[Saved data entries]
+---+
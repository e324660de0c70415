//! Shop catalog loader.

use std::collections::HashSet;
use std::path::Path;

use game_core::{ShopCatalog, ShopItem};
use serde::{Deserialize, Serialize};

use crate::loaders::{LoadResult, read_file};

/// Shop catalog structure for RON files.
#[derive(Debug, Clone, Serialize, Deserialize)]
pub struct ShopFile {
    pub items: Vec<ShopItem>,
}

/// Loader for the shop catalog from RON files.
pub struct ShopLoader;

impl ShopLoader {
    pub fn load(path: &Path) -> LoadResult<ShopCatalog> {
        let content = read_file(path)?;
        Self::parse(&content)
    }

    pub fn parse(content: &str) -> LoadResult<ShopCatalog> {
        let file: ShopFile = ron::from_str(content)
            .map_err(|e| anyhow::anyhow!("Failed to parse shop catalog RON: {}", e))?;

        let mut seen = HashSet::new();
        for item in &file.items {
            if !seen.insert(item.id) {
                anyhow::bail!("Duplicate shop item id {}", item.id);
            }
        }

        Ok(ShopCatalog::new(file.items))
    }
}
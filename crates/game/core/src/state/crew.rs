use super::{CrewId, PlayerId};

/// Fixed set of crew specialisations.
#[derive(
    Clone,
    Copy,
    Debug,
    PartialEq,
    Eq,
    Hash,
    strum::Display,
    strum::EnumString,
    strum::IntoStaticStr,
)]
#[cfg_attr(feature = "serde", derive(serde::Serialize, serde::Deserialize))]
#[cfg_attr(feature = "serde", serde(rename_all = "lowercase"))]
#[strum(serialize_all = "lowercase", ascii_case_insensitive)]
pub enum CrewSkill {
    Pilot,
    Engineer,
    Gunner,
    Scientist,
    Medic,
}

impl CrewSkill {
    pub const ALL: [CrewSkill; 5] = [
        Self::Pilot,
        Self::Engineer,
        Self::Gunner,
        Self::Scientist,
        Self::Medic,
    ];
}

/// A recruited crew member. Belongs to exactly one player.
#[derive(Clone, Debug, PartialEq, Eq)]
#[cfg_attr(feature = "serde", derive(serde::Serialize, serde::Deserialize))]
pub struct CrewMember {
    pub id: CrewId,
    pub player: PlayerId,
    pub name: String,
    pub skill: CrewSkill,
    /// Starts at 1; only explicit leveling raises it.
    pub level: u32,
}

impl CrewMember {
    pub fn new(id: CrewId, player: PlayerId, name: impl Into<String>, skill: CrewSkill) -> Self {
        Self {
            id,
            player,
            name: name.into(),
            skill,
            level: 1,
        }
    }

    pub fn level_up(&mut self) -> u32 {
        self.level = self.level.saturating_add(1);
        self.level
    }
}

#[cfg(test)]
mod tests {
    use super::*;
    use std::str::FromStr;

    #[test]
    fn skills_parse_case_insensitively() {
        assert_eq!(CrewSkill::from_str("Gunner"), Ok(CrewSkill::Gunner));
        assert_eq!(CrewSkill::Medic.to_string(), "medic");
        assert!(CrewSkill::from_str("cook").is_err());
    }

    #[test]
    fn recruits_start_at_level_one() {
        let mut member = CrewMember::new(CrewId(1), PlayerId(2), "Riley", CrewSkill::Pilot);
        assert_eq!(member.level, 1);
        assert_eq!(member.level_up(), 2);
    }
}
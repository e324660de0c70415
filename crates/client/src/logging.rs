//! File-only tracing setup; stdout carries game text.
use std::path::PathBuf;
use std::time::{SystemTime, UNIX_EPOCH};

use anyhow::{Context, Result};
use tracing_appender::non_blocking::WorkerGuard;
use tracing_subscriber::layer::SubscriberExt;
use tracing_subscriber::util::SubscriberInitExt;

/// Install the global subscriber writing to a per-session log file.
///
/// The returned guard flushes the writer when dropped; keep it alive for the
/// whole session.
pub fn setup_logging() -> Result<WorkerGuard> {
    let log_dir = log_dir();
    std::fs::create_dir_all(&log_dir)
        .with_context(|| format!("creating log directory {}", log_dir.display()))?;

    let started = SystemTime::now()
        .duration_since(UNIX_EPOCH)
        .map_or(0, |elapsed| elapsed.as_secs());
    let file_name = format!("session_{started}.log");
    let file_appender = tracing_appender::rolling::never(&log_dir, &file_name);
    let (writer, guard) = tracing_appender::non_blocking(file_appender);

    let env_filter = tracing_subscriber::EnvFilter::try_from_default_env()
        .unwrap_or_else(|_| tracing_subscriber::EnvFilter::new("info"));

    let file_layer = tracing_subscriber::fmt::layer()
        .with_writer(writer)
        .with_ansi(false);

    tracing_subscriber::registry()
        .with(env_filter)
        .with(file_layer)
        .try_init()
        .context("installing tracing subscriber")?;

    tracing::info!("Log file: {}", log_dir.join(&file_name).display());
    Ok(guard)
}

/// Platform cache directory for logs, falling back to `/tmp/starship/logs`.
fn log_dir() -> PathBuf {
    directories::ProjectDirs::from("", "", "starship")
        .map(|dirs| dirs.cache_dir().to_path_buf())
        .unwrap_or_else(|| PathBuf::from("/tmp/starship"))
        .join("logs")
}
+---+
* Exercise goal:
All of the records above are to be set down again exactly.

* Output for this task:
repository e324660de0c70415
//! Shop catalog loader.

use std::collections::HashSet;
use std::path::Path;

use game_core::{ShopCatalog, ShopItem};
use serde::{Deserialize, Serialize};

use crate::loaders::{LoadResult, read_file};

/// Shop catalog structure for RON files.
#[derive(Debug, Clone, Serialize, Deserialize)]
pub struct ShopFile {
    pub items: Vec<ShopItem>,
}

/// Loader for the shop catalog from RON files.
pub struct ShopLoader;

impl ShopLoader {
    pub fn load(path: &Path) -> LoadResult<ShopCatalog> {
        let content = read_file(path)?;
        Self::parse(&content)
    }

    pub fn parse(content: &str) -> LoadResult<ShopCatalog> {
        let file: ShopFile = ron::from_str(content)
            .map_err(|e| anyhow::anyhow!("Failed to parse shop catalog RON: {}", e))?;

        let mut seen = HashSet::new();
        for item in &file.items {
            if !seen.insert(item.id) {
                anyhow::bail!("Duplicate shop item id {}", item.id);
            }
        }

        Ok(ShopCatalog::new(file.items))
    }
}
filename crates/game/core/src/state/crew.rs
use super::{CrewId, PlayerId};

/// Fixed set of crew specialisations.
#[derive(
    Clone,
    Copy,
    Debug,
    PartialEq,
    Eq,
    Hash,
    strum::Display,
    strum::EnumString,
    strum::IntoStaticStr,
)]
#[cfg_attr(feature = "serde", derive(serde::Serialize, serde::Deserialize))]
#[cfg_attr(feature = "serde", serde(rename_all = "lowercase"))]
#[strum(serialize_all = "lowercase", ascii_case_insensitive)]
pub enum CrewSkill {
    Pilot,
    Engineer,
    Gunner,
    Scientist,
    Medic,
}

impl CrewSkill {
    pub const ALL: [CrewSkill; 5] = [
        Self::Pilot,
        Self::Engineer,
        Self::Gunner,
        Self::Scientist,
        Self::Medic,
    ];
}

/// A recruited crew member. Belongs to exactly one player.
#[derive(Clone, Debug, PartialEq, Eq)]
#[cfg_attr(feature = "serde", derive(serde::Serialize, serde::Deserialize))]
pub struct CrewMember {
    pub id: CrewId,
    pub player: PlayerId,
    pub name: String,
    pub skill: CrewSkill,
    /// Starts at 1; only explicit leveling raises it.
    pub level: u32,
}

impl CrewMember {
    pub fn new(id: CrewId, player: PlayerId, name: impl Into<String>, skill: CrewSkill) -> Self {
        Self {
            id,
            player,
            name: name.into(),
            skill,
            level: 1,
        }
    }

    pub fn level_up(&mut self) -> u32 {
        self.level = self.level.saturating_add(1);
        self.level
    }
}

#[cfg(test)]
mod tests {
    use super::*;
    use std::str::FromStr;

    #[test]
    fn skills_parse_case_insensitively() {
        assert_eq!(CrewSkill::from_str("Gunner"), Ok(CrewSkill::Gunner));
        assert_eq!(CrewSkill::Medic.to_string(), "medic");
        assert!(CrewSkill::from_str("cook").is_err());
    }

    #[test]
    fn recruits_start_at_level_one() {
        let mut member = CrewMember::new(CrewId(1), PlayerId(2), "Riley", CrewSkill::Pilot);
        assert_eq!(member.level, 1);
        assert_eq!(member.level_up(), 2);
    }
}
repository e324660de0c70415
filename crates/client/src/logging.rs
//! File-only tracing setup; stdout carries game text.
use std::path::PathBuf;
use std::time::{SystemTime, UNIX_EPOCH};

use anyhow::{Context, Result};
use tracing_appender::non_blocking::WorkerGuard;
use tracing_subscriber::layer::SubscriberExt;
use tracing_subscriber::util::SubscriberInitExt;

/// Install the global subscriber writing to a per-session log file.
///
/// The returned guard flushes the writer when dropped; keep it alive for the
/// whole session.
pub fn setup_logging() -> Result<WorkerGuard> {
    let log_dir = log_dir();
    std::fs::create_dir_all(&log_dir)
        .with_context(|| format!("creating log directory {}", log_dir.display()))?;

    let started = SystemTime::now()
        .duration_since(UNIX_EPOCH)
        .map_or(0, |elapsed| elapsed.as_secs());
    let file_name = format!("session_{started}.log");
    let file_appender = tracing_appender::rolling::never(&log_dir, &file_name);
    let (writer, guard) = tracing_appender::non_blocking(file_appender);

    let env_filter = tracing_subscriber::EnvFilter::try_from_default_env()
        .unwrap_or_else(|_| tracing_subscriber::EnvFilter::new("info"));

    let file_layer = tracing_subscriber::fmt::layer()
        .with_writer(writer)
        .with_ansi(false);

    tracing_subscriber::registry()
        .with(env_filter)
        .with(file_layer)
        .try_init()
        .context("installing tracing subscriber")?;

    tracing::info!("Log file: {}", log_dir.join(&file_name).display());
    Ok(guard)
}

/// Platform cache directory for logs, falling back to `/tmp/starship/logs`.
fn log_dir() -> PathBuf {
    directories::ProjectDirs::from("", "", "starship")
        .map(|dirs| dirs.cache_dir().to_path_buf())
        .unwrap_or_else(|| PathBuf::from("/tmp/starship"))
        .join("logs")
}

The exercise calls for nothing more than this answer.